A formação em Administração com especialização em Recursos Humanos influenciou o ex-presidente da Assembleia Legislativa Gilmar Knaesel a avaliar a possibilidade de criar uma escola voltada ao aprimoramento dos servidores. Em 1999, ele encomendou à Udesc uma pesquisa de satisfação dos funcionários do Poder, e percebeu que muitos queriam estudar. "Havia servidores que não tinham concluído o ensino fundamental, ou o médio, e muitos pretendiam ingressar em cursos superiores, ou obter especializações", ele recorda.
O modelo de escolas do legislativo já tinha exemplos de Minas Gerais e da Paraíba, criadas, respectivamente, em 1992 e naquele ano. Com o apoio da então diretora-geral Maria Helena Diniz e da professora Carla Evangelista Vieira Pedrozo, o projeto começou a ser elaborado.
Em agosto do ano seguinte, a presidência criou novas estruturas na Alesc, entre as quais a TV da Assembleia (TVAL) e a Escola. A seguir, o legislativo firmou convênio com a Secretaria de Estado de Educação, e fez parcerias com diversas faculdades, dando início às atividades de formação de pessoal.
Fortalecimento da instituição
Carla, a primeira diretora, teve envolvimento com a Escola por quase 15 anos. Lembra da importância da decisão de definir que um parlamentar assumisse a presidência da Escola, para fortalecer a instituição politicamente. A Mesa aprovou a proposta, e Knaesel se tornou o primeiro presidente, logo que deixou a presidência da Alesc, em fevereiro de 2001.
Ela também recorda que a Escola foi ampliando atividades, criando seminários e ciclos de debate para as câmaras municipais sobre orçamento público e processo legislativo. “Olhando para trás, o crescimento da Escola é motivo de orgulho, pois construímos um projeto político-pedagógico e fomos incorporando novos projetos. E é muito gratificante ver a Escola hoje, como referência para diversas outras escolas legislativas do Brasil”, avalia.

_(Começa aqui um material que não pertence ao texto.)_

//! Full Retirement Age schedule by birth year

use serde::{Deserialize, Serialize};

/// Full Retirement Age in years and months
#[derive(Debug, Clone, Copy, PartialEq, Eq, Serialize, Deserialize)]
pub struct FullRetirementAge {
    pub years: u8,
    pub months: u8,
}

impl FullRetirementAge {
    pub const fn new(years: u8, months: u8) -> Self {
        Self { years, months }
    }

    /// Decimal years (month-granular)
    pub fn as_years(&self) -> f64 {
        self.years as f64 + self.months as f64 / 12.0
    }
}

/// Full Retirement Age for a given birth year
///
/// The statutory schedule: 65 for 1937 and earlier, rising in two-month
/// steps to 66 at 1943, flat through 1954, then rising again in two-month
/// steps to 67 at 1960. Years outside the table fall through to 67y0m so an
/// unexpected birth year cannot leave the projection without an FRA.
pub fn full_retirement_age(birth_year: i32) -> FullRetirementAge {
    match birth_year {
        ..=1937 => FullRetirementAge::new(65, 0),
        1938 => FullRetirementAge::new(65, 2),
        1939 => FullRetirementAge::new(65, 4),
        1940 => FullRetirementAge::new(65, 6),
        1941 => FullRetirementAge::new(65, 8),
        1942 => FullRetirementAge::new(65, 10),
        1943..=1954 => FullRetirementAge::new(66, 0),
        1955 => FullRetirementAge::new(66, 2),
        1956 => FullRetirementAge::new(66, 4),
        1957 => FullRetirementAge::new(66, 6),
        1958 => FullRetirementAge::new(66, 8),
        1959 => FullRetirementAge::new(66, 10),
        _ => FullRetirementAge::new(67, 0),
    }
}
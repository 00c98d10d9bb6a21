//! Policy-risk stress test: a uniform proportional benefit cut from a given
//! calendar year forward

use super::stream::{BenefitStream, YearBenefit};
use serde::{Deserialize, Serialize};

/// A modeled future benefit reduction (e.g. trust-fund depletion)
///
/// Typical caller inputs: cut year 2030-2050, percentage 10-35.
#[derive(Debug, Clone, Copy, PartialEq, Serialize, Deserialize)]
pub struct CutScenario {
    /// First calendar year the cut applies
    pub cut_year: i32,
    /// Reduction as a percentage, e.g. 21.0 for a 21% cut
    pub cut_percentage: f64,
}

impl CutScenario {
    pub fn new(cut_year: i32, cut_percentage: f64) -> Self {
        Self { cut_year, cut_percentage }
    }

    /// Retention factor applied to monthly benefits from the cut year forward,
    /// floor-clamped at 0
    pub fn retention_factor(&self) -> f64 {
        (1.0 - self.cut_percentage / 100.0).max(0.0)
    }

    /// Produce the adjusted stream; the baseline is never mutated
    ///
    /// The cumulative is rebuilt as a fresh running sum over each year's
    /// adjusted accrual (derived from the baseline's cumulative deltas, which
    /// preserves any first-year month proration) rather than subtracted
    /// post-hoc, to avoid compounding errors.
    pub fn apply(&self, baseline: &BenefitStream) -> BenefitStream {
        let factor = self.retention_factor();
        let mut adjusted = BenefitStream::new();
        let mut prev_cumulative = 0.0;
        let mut running = 0.0;

        for (year, entry) in baseline.iter() {
            let accrual = entry.cumulative - prev_cumulative;
            prev_cumulative = entry.cumulative;

            let (monthly, accrual) = if year >= self.cut_year {
                (entry.monthly * factor, accrual * factor)
            } else {
                (entry.monthly, accrual)
            };

            running += accrual;
            adjusted.insert(year, YearBenefit { monthly, cumulative: running });
        }

        adjusted
    }

    /// Lifetime benefits lost to the cut relative to the baseline
    pub fn lifetime_delta(&self, baseline: &BenefitStream) -> f64 {
        baseline.lifetime_total() - self.apply(baseline).lifetime_total()
    }
}

#[cfg(test)]
mod tests {
    use super::*;

    fn level_stream(start: i32, end: i32, monthly: f64) -> BenefitStream {
        let mut s = BenefitStream::new();
        let mut cumulative = 0.0;
        for year in start..=end {
            cumulative += monthly * 12.0;
            s.insert(year, YearBenefit { monthly, cumulative });
        }
        s
    }

    #[test]
    fn test_zero_percent_reproduces_baseline() {
        let baseline = level_stream(2030, 2060, 1_800.0);
        let cut = CutScenario::new(2035, 0.0);
        assert_eq!(cut.apply(&baseline), baseline);
        assert_eq!(cut.lifetime_delta(&baseline), 0.0);
    }

    #[test]
    fn test_full_cut_zeroes_from_cut_year() {
        let baseline = level_stream(2030, 2040, 1_000.0);
        let adjusted = CutScenario::new(2035, 100.0).apply(&baseline);

        assert_eq!(adjusted.monthly_in(2034), 1_000.0);
        for year in 2035..=2040 {
            assert_eq!(adjusted.monthly_in(year), 0.0);
        }
        // Cumulative freezes at the pre-cut total
        assert_eq!(adjusted.lifetime_total(), baseline.cumulative_through(2034));
    }

    #[test]
    fn test_years_before_cut_unchanged() {
        let baseline = level_stream(2030, 2050, 2_000.0);
        let adjusted = CutScenario::new(2033, 21.0).apply(&baseline);

        for year in 2030..=2032 {
            assert_eq!(adjusted.get(year), baseline.get(year));
        }
        assert!((adjusted.monthly_in(2033) - 2_000.0 * 0.79).abs() < 1e-9);
    }

    #[test]
    fn test_cumulative_is_fresh_running_sum() {
        let baseline = level_stream(2030, 2034, 1_000.0);
        let adjusted = CutScenario::new(2032, 50.0).apply(&baseline);

        // 2 full years + 3 half years
        let expected = 2.0 * 12_000.0 + 3.0 * 6_000.0;
        assert!((adjusted.lifetime_total() - expected).abs() < 1e-9);
    }

    #[test]
    fn test_preserves_first_year_proration() {
        // First year accrues only 7 months of benefit
        let mut baseline = BenefitStream::new();
        baseline.insert(2030, YearBenefit { monthly: 1_000.0, cumulative: 7_000.0 });
        baseline.insert(2031, YearBenefit { monthly: 1_000.0, cumulative: 19_000.0 });

        let adjusted = CutScenario::new(2030, 10.0).apply(&baseline);
        assert!((adjusted.cumulative_through(2030) - 6_300.0).abs() < 1e-9);
        assert!((adjusted.cumulative_through(2031) - (6_300.0 + 10_800.0)).abs() < 1e-9);
    }

    #[test]
    fn test_over_100_percent_clamps_to_zero() {
        let baseline = level_stream(2030, 2035, 1_000.0);
        let adjusted = CutScenario::new(2030, 140.0).apply(&baseline);
        assert_eq!(adjusted.lifetime_total(), 0.0);
    }
}
//! Survival modeling: individual and joint-life curves with lifestyle risk
//! adjustment
//!
//! Independent of the benefit projection pipeline; shares only the mortality
//! table and age/gender inputs.

mod curve;

pub use curve::{CurvePoint, SurvivalCurve, SurvivalThresholds};

use crate::assumptions::{MortalityTable, RiskProfile, CURVE_MAX_AGE};
use crate::person::Gender;
use serde::{Deserialize, Serialize};

/// One life for survival modeling
#[derive(Debug, Clone, Copy, PartialEq, Serialize, Deserialize)]
pub struct Life {
    /// Current (anchor) age
    pub current_age: u32,
    pub gender: Gender,
    pub profile: RiskProfile,
}

impl Life {
    pub fn new(current_age: u32, gender: Gender, profile: RiskProfile) -> Self {
        Self { current_age, gender, profile }
    }
}

/// Joint-life survival output for a couple
#[derive(Debug, Clone, PartialEq, Serialize, Deserialize)]
pub struct JointSurvival {
    /// First life's individual curve, anchored at their own start age
    pub first: SurvivalCurve,
    /// Second life's individual curve
    pub second: SurvivalCurve,
    /// Probability at least one of the two survives to each age
    pub either: SurvivalCurve,
    /// Probability both survive to each age
    pub both: SurvivalCurve,
}

/// Survival curve engine over a mortality table
#[derive(Debug, Clone)]
pub struct SurvivalModel {
    mortality: MortalityTable,
}

impl SurvivalModel {
    pub fn new(mortality: MortalityTable) -> Self {
        Self { mortality }
    }

    /// Model over the built-in period life table
    pub fn default_planning() -> Self {
        Self::new(MortalityTable::period_life_table())
    }

    /// Cumulative survival curve for one life from their current age to 106
    ///
    /// P(a) is the product of risk-adjusted one-year survival probabilities
    /// from the anchor age up to a-1; the anchor itself carries 1.0. Anchor
    /// ages past the curve maximum clamp to it, yielding a single-point curve.
    pub fn individual_curve(&self, life: &Life) -> SurvivalCurve {
        let multiplier = life.profile.multiplier();
        let anchor = life.current_age.min(CURVE_MAX_AGE);
        let mut points = Vec::with_capacity((CURVE_MAX_AGE - anchor + 1) as usize);
        let mut probability = 1.0;
        points.push(CurvePoint { age: anchor, probability });

        for age in anchor..CURVE_MAX_AGE {
            probability *= self.mortality.yearly_survival(age, life.gender, multiplier);
            points.push(CurvePoint { age: age + 1, probability });
        }

        SurvivalCurve::from_points(points)
    }

    /// Joint curves for two lives, aligned on attained age
    ///
    /// Each life's probability of reaching age `a` is anchored at their own
    /// start age (1.0 for ages they have already reached). "Either" composes
    /// as 1 - (1-P1)(1-P2); "both" as P1 x P2.
    pub fn joint_curves(&self, first: &Life, second: &Life) -> JointSurvival {
        let first_curve = self.individual_curve(first);
        let second_curve = self.individual_curve(second);

        let start = first.current_age.min(second.current_age).min(CURVE_MAX_AGE);
        let span = (CURVE_MAX_AGE - start + 1) as usize;
        let mut either_points = Vec::with_capacity(span);
        let mut both_points = Vec::with_capacity(span);

        for age in start..=CURVE_MAX_AGE {
            let p1 = first_curve.probability_at(age);
            let p2 = second_curve.probability_at(age);
            either_points.push(CurvePoint {
                age,
                probability: 1.0 - (1.0 - p1) * (1.0 - p2),
            });
            both_points.push(CurvePoint {
                age,
                probability: p1 * p2,
            });
        }

        JointSurvival {
            first: first_curve,
            second: second_curve,
            either: SurvivalCurve::from_points(either_points),
            both: SurvivalCurve::from_points(both_points),
        }
    }
}

#[cfg(test)]
mod tests {
    use super::*;
    use crate::assumptions::{Education, HealthStatus, Smoking};

    fn average_profile() -> RiskProfile {
        RiskProfile::baseline()
    }

    #[test]
    fn test_curve_anchored_at_one_and_non_increasing() {
        let model = SurvivalModel::default_planning();
        let life = Life::new(65, Gender::Female, average_profile());
        let curve = model.individual_curve(&life);

        assert_eq!(curve.start_age(), Some(65));
        assert_eq!(curve.end_age(), Some(106));
        assert!((curve.probability_at(65) - 1.0).abs() < 1e-12);

        let mut prev = f64::INFINITY;
        for point in curve.points() {
            assert!(point.probability <= prev, "curve increased at age {}", point.age);
            assert!(point.probability >= 0.0);
            prev = point.probability;
        }
    }

    #[test]
    fn test_higher_risk_lowers_median_age() {
        let model = SurvivalModel::default_planning();
        let healthy = Life::new(
            65,
            Gender::Male,
            RiskProfile::new(Smoking::Never, Education::College, HealthStatus::Excellent),
        );
        let smoker = Life::new(
            65,
            Gender::Male,
            RiskProfile::new(Smoking::Current, Education::HighSchool, HealthStatus::Fair),
        );

        let healthy_median = model.individual_curve(&healthy).threshold_age(0.5);
        let smoker_median = model.individual_curve(&smoker).threshold_age(0.5);
        assert!(
            healthy_median > smoker_median + 3.0,
            "healthy median {} not clearly above smoker median {}",
            healthy_median,
            smoker_median
        );
    }

    #[test]
    fn test_female_outlives_male_on_average() {
        let model = SurvivalModel::default_planning();
        let female = Life::new(62, Gender::Female, average_profile());
        let male = Life::new(62, Gender::Male, average_profile());

        let f_median = model.individual_curve(&female).threshold_age(0.5);
        let m_median = model.individual_curve(&male).threshold_age(0.5);
        assert!(f_median > m_median);
    }

    #[test]
    fn test_median_in_plausible_range() {
        let model = SurvivalModel::default_planning();
        let life = Life::new(65, Gender::Male, average_profile());
        let median = model.individual_curve(&life).threshold_age(0.5);
        assert!((78.0..=90.0).contains(&median), "median {} implausible", median);
    }

    #[test]
    fn test_anchor_age_past_curve_max_clamps() {
        let model = SurvivalModel::default_planning();
        let life = Life::new(107, Gender::Female, average_profile());
        let curve = model.individual_curve(&life);

        // Single-point curve at the maximum, no panic
        assert_eq!(curve.start_age(), Some(106));
        assert_eq!(curve.end_age(), Some(106));
        assert!((curve.probability_at(106) - 1.0).abs() < 1e-12);

        let other = Life::new(110, Gender::Male, average_profile());
        let joint = model.joint_curves(&life, &other);
        assert_eq!(joint.either.start_age(), Some(106));
        assert!((joint.both.probability_at(106) - 1.0).abs() < 1e-12);
    }

    #[test]
    fn test_joint_bounds() {
        let model = SurvivalModel::default_planning();
        let first = Life::new(66, Gender::Female, average_profile());
        let second = Life::new(63, Gender::Male, average_profile());
        let joint = model.joint_curves(&first, &second);

        assert_eq!(joint.either.start_age(), Some(63));
        for age in 63..=106 {
            let p1 = joint.first.probability_at(age);
            let p2 = joint.second.probability_at(age);
            let either = joint.either.probability_at(age);
            let both = joint.both.probability_at(age);

            assert!(either <= 1.0 + 1e-12);
            assert!(
                either >= p1.max(p2) - 1e-12,
                "either {} below max individual at age {}",
                either,
                age
            );
            assert!(both <= p1.min(p2) + 1e-12);
            assert!((both - p1 * p2).abs() < 1e-12);
        }
    }

    #[test]
    fn test_either_median_beyond_individual_medians() {
        let model = SurvivalModel::default_planning();
        let first = Life::new(65, Gender::Female, average_profile());
        let second = Life::new(65, Gender::Male, average_profile());
        let joint = model.joint_curves(&first, &second);

        let either_median = joint.either.threshold_age(0.5);
        let first_median = joint.first.threshold_age(0.5);
        let second_median = joint.second.threshold_age(0.5);
        assert!(either_median >= first_median.max(second_median));
    }
}
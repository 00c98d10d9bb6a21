//! Load households from a planning-cohort CSV

use super::{ClaimAge, CoupleMode, FiledStatus, Gender, Household, Person};
use chrono::NaiveDate;
use csv::Reader;
use std::collections::BTreeMap;
use std::error::Error;
use std::path::Path;

/// A loaded household with its cohort identifier
#[derive(Debug, Clone)]
pub struct HouseholdRecord {
    pub household_id: u32,
    pub household: Household,
}

/// Raw CSV row; one row per covered life
#[derive(Debug, serde::Deserialize)]
struct CsvRow {
    #[serde(rename = "HouseholdID")]
    household_id: u32,
    #[serde(rename = "Role")]
    role: String,
    #[serde(rename = "DOB")]
    dob: String,
    #[serde(rename = "Gender")]
    gender: String,
    #[serde(rename = "PIA")]
    pia: f64,
    #[serde(rename = "ClaimAgeYears")]
    claim_age_years: u8,
    #[serde(rename = "ClaimAgeMonths")]
    claim_age_months: u8,
    #[serde(rename = "Filed")]
    filed: String,
    #[serde(rename = "CurrentBenefit")]
    current_benefit: Option<f64>,
    #[serde(rename = "FiledAgeYears")]
    filed_age_years: Option<u8>,
    #[serde(rename = "Mode")]
    mode: String,
    #[serde(rename = "DeathYear")]
    death_year: Option<i32>,
}

impl CsvRow {
    fn to_person(&self) -> Result<Person, Box<dyn Error>> {
        let date_of_birth = NaiveDate::parse_from_str(&self.dob, "%Y-%m-%d")
            .map_err(|e| format!("bad DOB '{}': {}", self.dob, e))?;

        let gender = match self.gender.as_str() {
            "Male" => Gender::Male,
            "Female" => Gender::Female,
            other => return Err(format!("Unknown Gender: {}", other).into()),
        };

        let claim_age = ClaimAge::new(self.claim_age_years, self.claim_age_months);

        let filed = match self.filed.as_str() {
            "N" => FiledStatus::NotFiled,
            "Y" => {
                let monthly_benefit = self
                    .current_benefit
                    .ok_or("Filed row is missing CurrentBenefit")?;
                let filed_age = ClaimAge::new(
                    self.filed_age_years.ok_or("Filed row is missing FiledAgeYears")?,
                    0,
                );
                FiledStatus::Filed { monthly_benefit, filed_age }
            }
            other => return Err(format!("Unknown Filed flag: {}", other).into()),
        };

        Ok(Person {
            date_of_birth: Some(date_of_birth),
            gender,
            pia_at_fra: self.pia,
            claim_age,
            filed,
        })
    }

    fn couple_mode(&self) -> Result<CoupleMode, Box<dyn Error>> {
        match self.mode.as_str() {
            "Plain" | "" => Ok(CoupleMode::Plain),
            "SurvivorSwitch" => {
                let death_year = self
                    .death_year
                    .ok_or("SurvivorSwitch row is missing DeathYear")?;
                Ok(CoupleMode::SurvivorSwitch { death_year })
            }
            "Hybrid" => Ok(CoupleMode::Hybrid),
            other => Err(format!("Unknown Mode: {}", other).into()),
        }
    }
}

fn assemble(rows: Vec<CsvRow>) -> Result<Vec<HouseholdRecord>, Box<dyn Error>> {
    let mut grouped: BTreeMap<u32, Vec<CsvRow>> = BTreeMap::new();
    for row in rows {
        grouped.entry(row.household_id).or_default().push(row);
    }

    let mut records = Vec::with_capacity(grouped.len());
    for (household_id, members) in grouped {
        let mut primary = None;
        let mut spouse = None;
        let mut mode = CoupleMode::Plain;

        for row in &members {
            match row.role.as_str() {
                "Primary" => {
                    if primary.is_some() {
                        return Err(format!("household {} has two Primary rows", household_id).into());
                    }
                    mode = row.couple_mode()?;
                    primary = Some(row.to_person()?);
                }
                "Spouse" => {
                    if spouse.is_some() {
                        return Err(format!("household {} has two Spouse rows", household_id).into());
                    }
                    spouse = Some(row.to_person()?);
                }
                other => return Err(format!("Unknown Role: {}", other).into()),
            }
        }

        let primary = primary
            .ok_or_else(|| format!("household {} has no Primary row", household_id))?;

        let household = match spouse {
            Some(spouse) => Household::couple(primary, spouse, mode),
            None => Household::single(primary),
        };

        records.push(HouseholdRecord { household_id, household });
    }

    log::info!("loaded {} households", records.len());
    Ok(records)
}

/// Load all households from a CSV file
pub fn load_households<P: AsRef<Path>>(path: P) -> Result<Vec<HouseholdRecord>, Box<dyn Error>> {
    let mut reader = Reader::from_path(path)?;
    let rows: Result<Vec<CsvRow>, _> = reader.deserialize().collect();
    assemble(rows?)
}

/// Load households from any reader (e.g. string buffer, network stream)
pub fn load_households_from_reader<R: std::io::Read>(
    reader: R,
) -> Result<Vec<HouseholdRecord>, Box<dyn Error>> {
    let mut csv_reader = Reader::from_reader(reader);
    let rows: Result<Vec<CsvRow>, _> = csv_reader.deserialize().collect();
    assemble(rows?)
}

/// Load households from the default data/households.csv location
pub fn load_default_households() -> Result<Vec<HouseholdRecord>, Box<dyn Error>> {
    load_households("data/households.csv")
}

#[cfg(test)]
mod tests {
    use super::*;

    #[test]
    fn test_load_default_households() {
        let records = load_default_households().expect("Failed to load households");
        assert_eq!(records.len(), 6);

        // Household 1 is a single not-yet-filed woman born 1960
        let h1 = &records[0];
        assert_eq!(h1.household_id, 1);
        assert!(h1.household.spouse().is_none());
        assert_eq!(h1.household.primary().birth_year(), Some(1960));

        // Household 3 carries a survivor switch
        let h3 = &records[2];
        match &h3.household {
            Household::Couple { mode: CoupleMode::SurvivorSwitch { death_year }, .. } => {
                assert_eq!(*death_year, 2042);
            }
            other => panic!("household 3 should be a survivor-switch couple, got {:?}", other),
        }
    }

    #[test]
    fn test_load_from_reader() {
        let csv = "\
HouseholdID,Role,DOB,Gender,PIA,ClaimAgeYears,ClaimAgeMonths,Filed,CurrentBenefit,FiledAgeYears,Mode,DeathYear
7,Primary,1959-04-02,Male,2100.50,66,10,N,,,Plain,
7,Spouse,1963-11-20,Female,1500.00,62,0,N,,,,
";
        let records = load_households_from_reader(csv.as_bytes()).unwrap();
        assert_eq!(records.len(), 1);
        let household = &records[0].household;
        assert_eq!(household.primary().claim_age, ClaimAge::new(66, 10));
        assert_eq!(household.spouse().unwrap().gender, Gender::Female);
    }

    #[test]
    fn test_filed_row_requires_current_benefit() {
        let csv = "\
HouseholdID,Role,DOB,Gender,PIA,ClaimAgeYears,ClaimAgeMonths,Filed,CurrentBenefit,FiledAgeYears,Mode,DeathYear
1,Primary,1958-06-01,Male,1850.00,64,0,Y,,,Plain,
";
        assert!(load_households_from_reader(csv.as_bytes()).is_err());
    }
}
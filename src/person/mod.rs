//! Person and household inputs for benefit projections

mod data;
pub mod loader;

pub use data::{ClaimAge, CoupleMode, FiledStatus, Gender, Household, Person};
pub use loader::{load_default_households, load_households, load_households_from_reader};
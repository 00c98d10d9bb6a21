//! Retirement Engine - Benefit projection and survival modeling for claiming
//! strategies
//!
//! This library provides:
//! - Full Retirement Age resolution and month-precise claiming adjustments
//! - Year-indexed benefit streams under COLA compounding
//! - Household combination (survivor switch, hybrid 62/70 strategies)
//! - Policy-risk cut scenarios
//! - Actuarial survival curves with lifestyle risk adjustment

pub mod assumptions;
pub mod person;
pub mod projection;
pub mod scenario;
pub mod survival;

// Re-export commonly used types
pub use assumptions::{full_retirement_age, Assumptions, FullRetirementAge, MortalityTable, RiskProfile};
pub use person::{ClaimAge, CoupleMode, Gender, Household, Person};
pub use projection::{
    BenefitStream, CutScenario, EngineError, HouseholdProjection, ProjectionConfig,
    ProjectionEngine,
};
pub use scenario::ScenarioRunner;
pub use survival::{Life, SurvivalCurve, SurvivalModel, SurvivalThresholds};
//! Retirement Engine CLI
//!
//! Projects one person's benefit stream under a chosen claiming age, with an
//! optional policy-risk cut and survival milestone ages.

use anyhow::Context;
use chrono::{Datelike, NaiveDate};
use clap::Parser;
use retirement_engine::{
    full_retirement_age, Assumptions, ClaimAge, CutScenario, Gender, Household, Life, Person,
    ProjectionConfig, ProjectionEngine, RiskProfile,
};
use std::fs::File;
use std::io::Write;

#[derive(Parser, Debug)]
#[command(
    name = "retirement_engine",
    about = "Project retirement benefits and survival milestones"
)]
struct Args {
    /// Monthly PIA at Full Retirement Age
    #[arg(long, default_value_t = 2000.0)]
    pia: f64,

    /// Date of birth (YYYY-MM-DD)
    #[arg(long, default_value = "1960-01-15")]
    date_of_birth: String,

    /// Gender for mortality lookup (Male or Female)
    #[arg(long, default_value = "Female")]
    gender: String,

    /// Claiming age, whole years
    #[arg(long, default_value_t = 67)]
    claim_years: u8,

    /// Claiming age, additional months
    #[arg(long, default_value_t = 0)]
    claim_months: u8,

    /// Annual COLA assumption (e.g. 0.025 for 2.5%)
    #[arg(long, default_value_t = 0.025)]
    inflation: f64,

    /// Apply a benefit cut starting in this calendar year
    #[arg(long)]
    cut_year: Option<i32>,

    /// Cut percentage (10-35 is the usual stress range)
    #[arg(long, default_value_t = 21.0)]
    cut_percentage: f64,

    /// Emit the projection as JSON instead of a table
    #[arg(long)]
    json: bool,
}

fn main() -> anyhow::Result<()> {
    env_logger::init();
    let args = Args::parse();

    let dob = NaiveDate::parse_from_str(&args.date_of_birth, "%Y-%m-%d")
        .context("date of birth must be YYYY-MM-DD")?;
    let gender = match args.gender.as_str() {
        "Male" => Gender::Male,
        "Female" => Gender::Female,
        other => anyhow::bail!("unknown gender: {}", other),
    };

    let person = Person::new(
        dob,
        gender,
        args.pia,
        ClaimAge::new(args.claim_years, args.claim_months),
    );
    let household = Household::single(person.clone());

    let config = ProjectionConfig {
        inflation_rate: args.inflation,
        ..Default::default()
    };
    let engine = ProjectionEngine::new(Assumptions::default_planning(), config);
    let projection = engine.project_household(&household)?;

    if args.json {
        println!("{}", serde_json::to_string_pretty(&projection)?);
        return Ok(());
    }

    let fra = full_retirement_age(dob.year());
    println!("Retirement Engine v0.1.0");
    println!("========================\n");
    println!("Person:");
    println!("  Date of Birth: {}", dob);
    println!("  Gender: {:?}", gender);
    println!("  PIA at FRA: ${:.2}", args.pia);
    println!("  FRA: {}y{}m", fra.years, fra.months);
    println!("  Claiming at: {}y{}m", args.claim_years, args.claim_months);
    println!("  COLA: {:.2}%", args.inflation * 100.0);
    println!();

    // Print first 25 projection years to console
    println!("{:>6} {:>12} {:>14}", "Year", "Monthly", "Cumulative");
    println!("{}", "-".repeat(36));
    for (year, entry) in projection.combined.iter().take(25) {
        println!("{:>6} {:>12.2} {:>14.2}", year, entry.monthly, entry.cumulative);
    }
    if projection.combined.len() > 25 {
        println!("... ({} more years)", projection.combined.len() - 25);
    }

    let summary = projection.summary();
    println!(
        "\nLifetime benefits to age {}: ${:.0}",
        engine.config().horizon_age,
        summary.combined_lifetime
    );

    // Optional cut scenario side by side
    if let Some(cut_year) = args.cut_year {
        let cut = CutScenario::new(cut_year, args.cut_percentage);
        let adjusted = cut.apply(&projection.combined);
        println!("\nCut scenario: {:.0}% from {}", args.cut_percentage, cut_year);
        println!("  Baseline lifetime: ${:.0}", summary.combined_lifetime);
        println!("  Adjusted lifetime: ${:.0}", adjusted.lifetime_total());
        println!("  Lifetime delta:    ${:.0}", cut.lifetime_delta(&projection.combined));
    }

    // Survival milestones from the person's current age
    if let Some(age) = person.age_on(engine.config().as_of) {
        let life = Life::new(age.floor() as u32, gender, RiskProfile::baseline());
        let curve = engine.survival_model().individual_curve(&life);
        let t = curve.thresholds();
        println!("\nSurvival milestones (from age {}):", life.current_age);
        println!("  75% chance of reaching age {:.1}", t.p75);
        println!("  50% chance of reaching age {:.1}", t.p50);
        println!("  25% chance of reaching age {:.1}", t.p25);
    }

    // Write full results to CSV
    let csv_path = "projection_output.csv";
    let mut file = File::create(csv_path).context("Unable to create CSV file")?;
    writeln!(file, "Year,Monthly,Cumulative")?;
    for (year, entry) in projection.combined.iter() {
        writeln!(file, "{},{:.2},{:.2}", year, entry.monthly, entry.cumulative)?;
    }
    println!("\nFull results written to: {}", csv_path);

    Ok(())
}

Homenagem ao professor Lício
Knaesel relembra que, em 2010, a Escola ganhou o nome de Deputado Lício Mauro da Silveira em homenagem ao parlamentar e ex-professor da Escola Técnica Federal que morreu antes de assumir um novo mandato, recém-reeleito. Lício era um entusiasta do projeto da educação legislativa. “Era o secretário da Mesa da Assembleia à época da criação da Escola. Foi a Belo Horizonte conhecer o projeto mineiro, e ajudou na formatação do projeto”, conta o ex-presidente.
A base legal foi espelhada nas escolas da Câmara dos Deputados e do Senado. O projeto foi embasado na Emenda Constitucional 19, de 1998, que permitiu aos parlamentos criarem suas escolas. “Ela se tornou importante para auxiliar na qualificação dos mandatos, para vereadores e até deputados que assumem sem ter pleno conhecimento das atribuições e da abrangência de suas novas funções”, diz Knaesel. “Hoje, a Escola está consolidada, há 25 anos está aí, aperfeiçoando as pessoas”.